→ **TASK INSTRUCTIONS**
Retrieve each line that contains the word "records" from the entries below.

→ **Dataset entries**
--
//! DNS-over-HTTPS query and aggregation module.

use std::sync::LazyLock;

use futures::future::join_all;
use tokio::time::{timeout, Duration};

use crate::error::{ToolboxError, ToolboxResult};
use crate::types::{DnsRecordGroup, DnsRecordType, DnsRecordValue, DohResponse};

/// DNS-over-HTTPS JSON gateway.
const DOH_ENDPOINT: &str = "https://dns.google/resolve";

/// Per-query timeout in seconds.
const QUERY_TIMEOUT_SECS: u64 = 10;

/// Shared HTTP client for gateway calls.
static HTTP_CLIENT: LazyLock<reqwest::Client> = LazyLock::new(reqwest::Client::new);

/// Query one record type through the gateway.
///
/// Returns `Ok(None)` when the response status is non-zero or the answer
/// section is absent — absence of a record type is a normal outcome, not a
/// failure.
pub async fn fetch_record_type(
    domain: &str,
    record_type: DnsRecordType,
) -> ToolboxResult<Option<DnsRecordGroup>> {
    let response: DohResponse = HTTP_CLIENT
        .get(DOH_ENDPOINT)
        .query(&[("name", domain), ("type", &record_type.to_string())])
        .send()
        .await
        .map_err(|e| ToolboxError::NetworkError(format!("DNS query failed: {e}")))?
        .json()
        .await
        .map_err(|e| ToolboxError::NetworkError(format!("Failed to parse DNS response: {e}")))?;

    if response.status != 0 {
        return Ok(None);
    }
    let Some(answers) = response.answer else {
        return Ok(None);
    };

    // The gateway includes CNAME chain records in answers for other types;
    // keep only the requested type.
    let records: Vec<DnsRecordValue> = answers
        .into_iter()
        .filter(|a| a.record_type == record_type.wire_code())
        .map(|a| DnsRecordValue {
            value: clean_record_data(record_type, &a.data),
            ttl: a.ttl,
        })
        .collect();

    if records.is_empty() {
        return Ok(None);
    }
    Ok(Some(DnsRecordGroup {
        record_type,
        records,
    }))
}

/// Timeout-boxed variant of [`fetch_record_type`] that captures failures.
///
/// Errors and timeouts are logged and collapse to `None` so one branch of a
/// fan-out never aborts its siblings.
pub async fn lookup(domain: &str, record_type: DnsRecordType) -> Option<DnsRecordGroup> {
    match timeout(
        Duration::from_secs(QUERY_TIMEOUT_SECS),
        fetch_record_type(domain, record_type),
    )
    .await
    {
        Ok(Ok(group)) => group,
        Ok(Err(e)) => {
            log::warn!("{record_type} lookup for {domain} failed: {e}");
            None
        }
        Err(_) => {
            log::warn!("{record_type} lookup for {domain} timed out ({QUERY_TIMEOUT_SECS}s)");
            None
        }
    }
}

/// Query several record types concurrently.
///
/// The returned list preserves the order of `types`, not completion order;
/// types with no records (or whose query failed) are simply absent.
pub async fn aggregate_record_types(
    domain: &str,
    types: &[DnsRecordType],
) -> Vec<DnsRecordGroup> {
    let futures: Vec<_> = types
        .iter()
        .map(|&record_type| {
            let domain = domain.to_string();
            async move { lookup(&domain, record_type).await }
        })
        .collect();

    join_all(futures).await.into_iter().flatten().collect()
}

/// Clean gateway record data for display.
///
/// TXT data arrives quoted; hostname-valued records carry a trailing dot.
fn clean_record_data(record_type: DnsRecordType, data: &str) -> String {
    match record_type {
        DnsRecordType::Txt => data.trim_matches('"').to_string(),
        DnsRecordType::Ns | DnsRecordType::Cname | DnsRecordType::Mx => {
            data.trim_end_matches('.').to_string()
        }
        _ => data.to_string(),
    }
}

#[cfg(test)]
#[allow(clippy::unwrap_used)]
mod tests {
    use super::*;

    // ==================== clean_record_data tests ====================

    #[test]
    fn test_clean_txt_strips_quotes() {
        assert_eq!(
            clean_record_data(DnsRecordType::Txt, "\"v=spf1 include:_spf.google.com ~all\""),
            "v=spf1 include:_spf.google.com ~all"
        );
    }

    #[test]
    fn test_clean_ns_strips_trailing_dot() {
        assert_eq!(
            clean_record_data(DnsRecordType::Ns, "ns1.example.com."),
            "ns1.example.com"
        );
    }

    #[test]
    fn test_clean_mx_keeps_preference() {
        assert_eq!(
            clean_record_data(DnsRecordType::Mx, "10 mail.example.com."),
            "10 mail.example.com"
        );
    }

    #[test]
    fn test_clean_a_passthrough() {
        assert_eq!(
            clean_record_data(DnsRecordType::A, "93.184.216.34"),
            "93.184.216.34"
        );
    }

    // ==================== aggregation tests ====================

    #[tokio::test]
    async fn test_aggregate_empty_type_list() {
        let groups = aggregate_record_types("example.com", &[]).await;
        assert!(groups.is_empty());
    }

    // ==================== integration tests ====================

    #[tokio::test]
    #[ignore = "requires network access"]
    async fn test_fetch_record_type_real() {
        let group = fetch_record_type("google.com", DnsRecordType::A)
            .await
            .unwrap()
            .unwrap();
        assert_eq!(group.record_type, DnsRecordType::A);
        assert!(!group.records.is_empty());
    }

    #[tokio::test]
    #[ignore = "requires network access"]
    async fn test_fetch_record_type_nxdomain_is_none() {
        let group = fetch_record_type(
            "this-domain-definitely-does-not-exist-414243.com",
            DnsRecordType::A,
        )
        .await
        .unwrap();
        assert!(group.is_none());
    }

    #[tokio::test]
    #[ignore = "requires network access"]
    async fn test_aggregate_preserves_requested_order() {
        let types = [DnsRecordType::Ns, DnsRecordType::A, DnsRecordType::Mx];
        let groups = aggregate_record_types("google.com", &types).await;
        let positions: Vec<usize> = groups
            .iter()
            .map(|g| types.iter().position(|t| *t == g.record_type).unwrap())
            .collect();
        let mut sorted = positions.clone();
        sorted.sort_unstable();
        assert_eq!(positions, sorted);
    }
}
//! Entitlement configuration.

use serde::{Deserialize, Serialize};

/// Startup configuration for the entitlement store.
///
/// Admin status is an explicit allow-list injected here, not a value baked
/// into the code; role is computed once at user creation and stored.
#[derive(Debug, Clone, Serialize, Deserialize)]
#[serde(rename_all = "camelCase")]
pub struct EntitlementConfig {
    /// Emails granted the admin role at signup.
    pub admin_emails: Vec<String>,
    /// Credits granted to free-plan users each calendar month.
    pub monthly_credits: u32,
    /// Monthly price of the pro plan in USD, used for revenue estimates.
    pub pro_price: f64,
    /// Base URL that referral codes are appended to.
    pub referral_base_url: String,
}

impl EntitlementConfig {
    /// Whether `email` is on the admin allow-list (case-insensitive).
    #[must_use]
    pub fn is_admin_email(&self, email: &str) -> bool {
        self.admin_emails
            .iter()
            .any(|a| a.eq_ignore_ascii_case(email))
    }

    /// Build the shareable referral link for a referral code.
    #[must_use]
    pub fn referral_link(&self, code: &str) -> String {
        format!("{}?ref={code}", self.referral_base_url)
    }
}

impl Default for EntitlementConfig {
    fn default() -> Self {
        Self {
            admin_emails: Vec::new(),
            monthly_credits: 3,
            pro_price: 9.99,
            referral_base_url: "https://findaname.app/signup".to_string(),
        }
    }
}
--
→ **YOUR RESPONSE**
    // The gateway includes CNAME chain records in answers for other types;
    let records: Vec<DnsRecordValue> = answers
    if records.is_empty() {
        records,
/// types with no records (or whose query failed) are simply absent.
/// TXT data arrives quoted; hostname-valued records carry a trailing dot.
        assert!(!group.records.is_empty());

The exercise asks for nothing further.